Le rôle de la société civile

Les ONG en Tanzanie jouent un rôle fondamental dans le renforcement de la capacité de la société civile, au moyen de l’information et de l’éducation du public vis-à-vis de différentes questions, dont les politiques du Gouvernement et l’aide au développement. Cependant, leur capacité de promotion du progrès vers les OMD cibles souffre du manque de financement du Gouvernement et de la communauté des donateurs. Le Gouvernement n’a passé aucun engagement de financement concernant les Organisations de la société civile (OSC), celles dont on ne fait pas mention dans les politiques nationales pour la mise en œuvre des OMD. Dans le but de favoriser le mieux possible la réalisation des OMD, SAHRiNGON Tanzania recommande la rationalisation du labeur des OSC dans les politiques et les stratégies des OMD.

[1] République-Unie de Tanzanie, Poverty and Human Development Report, Dar es Salaam, 2009. Disponible.

[2] Leenderl Coljin, “Country Report – Tanzania,”Service de Recherche économique, Rabobank Pays-Bas, février 2009. Disponible sur : <www.overons.rabobank.com/content/images/Tanzania09_tcm64-82340.pdf>.

[3] L’IDH a augmenté de 1,15 annuel seulement entre 1990 (0,436) et 2007/9 (0,530). PNUD, Rapport sur le développement humain2009, 71, 72, 81 y 130.

[4]Déclaration du ministre des Finances et des affaires économiques Mustafa Haidi Mkulo, lors de la présentation des recettes et des frais prévus pour l’année fiscale 2009/10. Dodoma, le 11 juin 2009, 73. Disponible.

[5] Ministère des Finances et des affaires économiques, Economic Survey 2008, Dar es Salaam, 2009.

[6] Ibid. 73, 74.

[7] Office national de statistiques et Banque de Tanzanie. Voir : <www.bot-tz.org/Publications/ inflationDevelopments.htm> (consulté le 16 mars 2010).

[8] Ministère des Finances et des affaires économiques, Rapport trimestriel sur la dette publique, septembre 2009.

[9] Overview of Aid in Tanzania, Development Partners Group – Tanzania. Disponible (consulté le 17 mars  2010).

[10] Brian Frantz, “General Budget Support in Tanzania : A Snapshot of Its Effectiveness,”  le 3 avril 2004. Disponible sur : <www.sarpn.org.za/documents/d0001036/P1149-PNADA029_Tanzania_April2004.pdf>.

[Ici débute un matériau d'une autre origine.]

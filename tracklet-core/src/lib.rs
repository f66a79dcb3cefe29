//! # tracklet-core
//!
//! Core types for the Tracklet analytics client.
//!
//! This crate has minimal dependencies and is meant to be imported by
//! provider crates that only need to receive events, not emit them.
//!
//! # Pieces
//!
//! ## Event model ([`Event`])
//!
//! The wire shape every provider receives. The [`Version`] tag pins the shape
//! so that consumers can detect schema drift; deserializing an event carrying
//! any other version fails.
//!
//! ## Provider contract ([`Provider`])
//!
//! A delivery sink. Implement [`Provider`] with a native `async fn`; the
//! client stores providers as [`DynProvider`] trait objects, which every
//! [`Provider`] gets for free.
//!
//! # Error Types
//!
//! - [`ProviderError`] - Typed failures for built-in providers
//! - [`DeliveryError`] - How a single provider's delivery failed
//! - [`VersionError`] - Event version mismatch

#![deny(clippy::wildcard_imports)]
#![warn(missing_docs)]

mod error;
mod event;
mod provider;

// Re-exports
pub use error::{BoxError, DeliveryError, ProviderError, VersionError};
pub use event::{Attributes, EVENT_VERSION, Event, EventOptions, GlobalContext, Version};
pub use provider::{DynProvider, Provider};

[11] Rapport de la Tanzanie sur les Objectifs du Millénaire pour le développement – Rapport d’évaluation à mi-parcours 2000-2008.

[12] Lois de la Tanzanie, 2002, Éd. rev., chap. 114, 115.

[13] Loi de l’emploi et des relations de travail, Loi Nº. 6 2006.

[14] Lois de la Tanzanie, op. cit., Loi sur le mariage, article 13, chap. 29.

[15]Crime and the Criminal Justice System: Tanzania Country Review Report Enhancing the Delivery of Security in Africa”, Institut d’études sur la sécurité (ISS-South Africa) et d’Initiative sur la sécurité humaine en Afrique, 2009.